Day never received professional training as an actor, but drew from her experience working with adult co-stars, watching and copying them.

At the age of 16, she played Naomi in the hit stage play Spur of the Moment by award-winning playwright Anya Reiss at the Royal Court Theatre in London's West End.

In 2012 she made her film debut playing Angel, a sex trafficking victim, in Paul Hyett's horror film The Seasoning House. The role brought her positive acclaim and four awards for Best Actress. To prepare for the part, Day conducted intensive "research into the experience of women who [had] been in that situation" and learned sign language to portray the deaf character. The actress later said that she was "young and very naïve" when taking on the role and that the "film certainly had an effect on [her]."

Rosie was chosen as one of Screen International's Stars of Tomorrow in 2013. The special edition magazine highlights up and coming actors and filmmakers in the UK and Ireland.

In 2015 she starred alongside Sarah Jessica Parker, who Day calls "a huge influence", in the romantic comedy All Roads Lead To Rome. From there she returned to the small screen for the recurring role of Mary Hawkins in the second season of Starz's historical drama series Outlander. In 2014, while working with Scottish actor Sam Heughan on Heart of Lightness, a film based upon Henrik Ibsen's play The Lady of the Sea, the Outlander star told her about the character and suggested Day for the part. As part of Outlander's second-season cast, Day received the Satellite award for "Best Cast in a Genre Show" in 2017.
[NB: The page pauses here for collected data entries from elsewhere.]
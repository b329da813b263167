//! Anthropic Messages API.

mod error;
mod request;
mod response;
mod session;
mod types;

pub use session::AnthropicSession;

pub(crate) const PROVIDER_ID: &str = "anthropic";
pub(crate) const DEFAULT_BASE_URL: &str = "https://api.anthropic.com";
pub(crate) const API_VERSION: &str = "2023-06-01";

/// Assistant turn appended before a JSON-mode request; the model continues it.
pub const JSON_PRIMING: &str = "Here is the JSON requested:\n{";

/// Models offered by `list_models`; the API has no listing the CLI relies on.
pub(crate) const KNOWN_MODELS: [&str; 5] = [
    "claude-3-5-haiku-latest",
    "claude-3-5-sonnet-latest",
    "claude-3-7-sonnet-latest",
    "claude-sonnet-4-0",
    "claude-opus-4-0",
];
Later that year she starred alongside Uma Thurman in Summit Entertainment's Down a Dark Hall, an American-Spanish horror film, based on the novel by Lois Duncan. Day portrayed troubled teenager Sierra in the female led piece which, as an outspoken feminist, appealed to the actress. Butterfly Kisses, a film in which she was the lead, won the Crystal Bear for best feature at the 67th Berlinale festival in 2017.

Day starred as Tina Pemberton in the Sky One family comedy-drama Living the Dream from 2017 to 2019. In 2019 she played Jane Asher in Sky Arts 'Urban Myth: Scrambled Eggs'.
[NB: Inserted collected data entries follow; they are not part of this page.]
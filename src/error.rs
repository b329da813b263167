use std::path::PathBuf;
use std::time::Duration;

use thiserror::Error;

/// Aggregates every failure mode exposed by the library.
///
/// Construction-time variants (`InvalidConfig`, `ConfigFile`, `MissingCredential`,
/// `UnsupportedProvider`) are terminal for the interactive tool; generation-time
/// variants surface transport or vendor failures for a single turn.
#[derive(Debug, Error)]
pub enum LLMError {
    /// Represents transport-layer or networking failures.
    #[error("transport error: {message}")]
    Transport { message: String },
    /// Reports credentials rejected by the provider.
    #[error("auth failure: {message}")]
    Auth { message: String },
    /// Indicates that the provider throttled the request.
    #[error("rate limited: {message}")]
    RateLimit {
        /// Raw message returned by the upstream provider.
        message: String,
        /// Optional wait duration suggested by the provider.
        retry_after: Option<Duration>,
    },
    /// Indicates that the thread or expected completion exceeds the model window.
    #[error("token limit exceeded: {message}")]
    TokenLimitExceeded { message: String },
    /// Signals validation failures in the request payload.
    #[error("invalid request: {message}")]
    Validation { message: String },
    /// Indicates that the requested model could not be resolved.
    #[error("model not found: {message}")]
    ModelNotFound {
        /// Model identifier extracted from the error payload when available.
        model: Option<String>,
        /// Full error message returned by the provider.
        message: String,
    },
    /// Raised when a configuration value is missing, unknown or malformed.
    #[error("invalid configuration for {field}: {reason}")]
    InvalidConfig {
        /// Name of the configuration field that failed validation.
        field: String,
        /// Additional context explaining why the field is invalid.
        reason: String,
    },
    /// Raised when the configuration file cannot be read or is not JSON.
    #[error("failed to load config file {}: {message}", path.display())]
    ConfigFile { path: PathBuf, message: String },
    /// The credential environment variable of a remote provider is absent.
    #[error("{env_var} environment variable should be set (or provided in the '.env' file)")]
    MissingCredential { env_var: String },
    /// No session implementation is registered for the requested identifier.
    #[error("unsupported provider: {provider}")]
    UnsupportedProvider { provider: String },
    /// Signals that a stream failed before the provider reported its end.
    #[error("stream closed unexpectedly: {message}")]
    StreamClosed { message: String },
    /// Reading the user's input or writing a reply to the terminal failed.
    #[error("terminal I/O error: {0}")]
    Io(#[from] std::io::Error),
    /// Wraps provider-defined errors that cannot be normalized.
    #[error("provider {provider} error: {message}")]
    Provider {
        /// Identifier of the provider, such as `openai`.
        provider: &'static str,
        /// Human-readable error message returned by the provider.
        message: String,
    },
}

impl LLMError {
    /// Creates an [`LLMError::Transport`] from a textual description.
    ///
    /// # Examples
    ///
    /// ```
    /// use llmanager::error::LLMError;
    ///
    /// let err = LLMError::transport("dns lookup failed");
    /// assert!(matches!(err, LLMError::Transport { .. }));
    /// ```
    pub fn transport<T: Into<String>>(message: T) -> Self {
        Self::Transport {
            message: message.into(),
        }
    }

    /// Creates an [`LLMError::Provider`] with the given provider id and message.
    ///
    /// # Examples
    ///
    /// ```
    /// use llmanager::error::LLMError;
    ///
    /// let err = LLMError::provider("openai", "bad JSON payload");
    /// assert!(matches!(err, LLMError::Provider { provider: "openai", .. }));
    /// ```
    pub fn provider<T: Into<String>>(provider: &'static str, message: T) -> Self {
        Self::Provider {
            provider,
            message: message.into(),
        }
    }

    pub(crate) fn invalid_config(field: impl Into<String>, reason: impl Into<String>) -> Self {
        Self::InvalidConfig {
            field: field.into(),
            reason: reason.into(),
        }
    }
}

/// Maps a non-2xx status plus the vendor's extracted message onto the taxonomy.
///
/// `code_hint` carries the vendor error code or status string when the body has one.
pub(crate) fn classify_status(
    provider: &'static str,
    status: u16,
    message: String,
    code_hint: Option<&str>,
    retry_after: Option<Duration>,
) -> LLMError {
    if looks_like_token_limit_error(code_hint, &message) {
        return LLMError::TokenLimitExceeded { message };
    }
    match status {
        401 | 403 => LLMError::Auth { message },
        404 => LLMError::ModelNotFound {
            model: extract_model_identifier(&message),
            message,
        },
        429 => LLMError::RateLimit {
            message,
            retry_after,
        },
        400 | 422 => LLMError::Validation { message },
        _ => LLMError::Provider { provider, message },
    }
}

/// Returns `true` when an error code or message suggests a context/window overflow.
pub(crate) fn looks_like_token_limit_error(code_hint: Option<&str>, message: &str) -> bool {
    if let Some(code) = code_hint {
        let lower = code.to_ascii_lowercase();
        if matches!(
            lower.as_str(),
            "context_length_exceeded"
                | "max_context_length_exceeded"
                | "prompt_tokens_exceeded"
                | "context_window_exceeded"
        ) {
            return true;
        }
    }

    let lower_message = message.to_ascii_lowercase();
    const HINTS: [&str; 5] = [
        "context length",
        "context window",
        "token limit",
        "maximum context",
        "prompt is too long",
    ];
    HINTS.iter().any(|needle| lower_message.contains(needle))
}

/// Attempts to extract a model identifier from an error payload.
pub(crate) fn extract_model_identifier(message: &str) -> Option<String> {
    for delimiter in ['`', '"', '\''] {
        if let Some(value) = between_delimiters(message, delimiter) {
            if !value.trim().is_empty() {
                return Some(value.trim().to_string());
            }
        }
    }
    None
}

fn between_delimiters(message: &str, delimiter: char) -> Option<&str> {
    let start = message.find(delimiter)? + delimiter.len_utf8();
    let rest = &message[start..];
    let end = rest.find(delimiter)?;
    Some(&rest[..end])
}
In 2021 she starred alongside Russell Tovey and Sian Clifford in the comedy Real Love, and voiced the character Meteion in Final Fantasy XIV: Endwalker.

Filmography

Filmmaking credits

Film

Television

Theatre

Other

References

External links
 
 Troika Talent profile
 Shooting begins on The Seasoning House
 shocktillyoudrop.com/news Exclusive: First Photos, Set Report from The Seasoning House

Living people
21st-century English actresses
Actresses from Cambridgeshire
English child actresses
English film actresses
English stage actresses
English television actresses
English voice actresses
People from Cambridge
Year of birth missing (living people)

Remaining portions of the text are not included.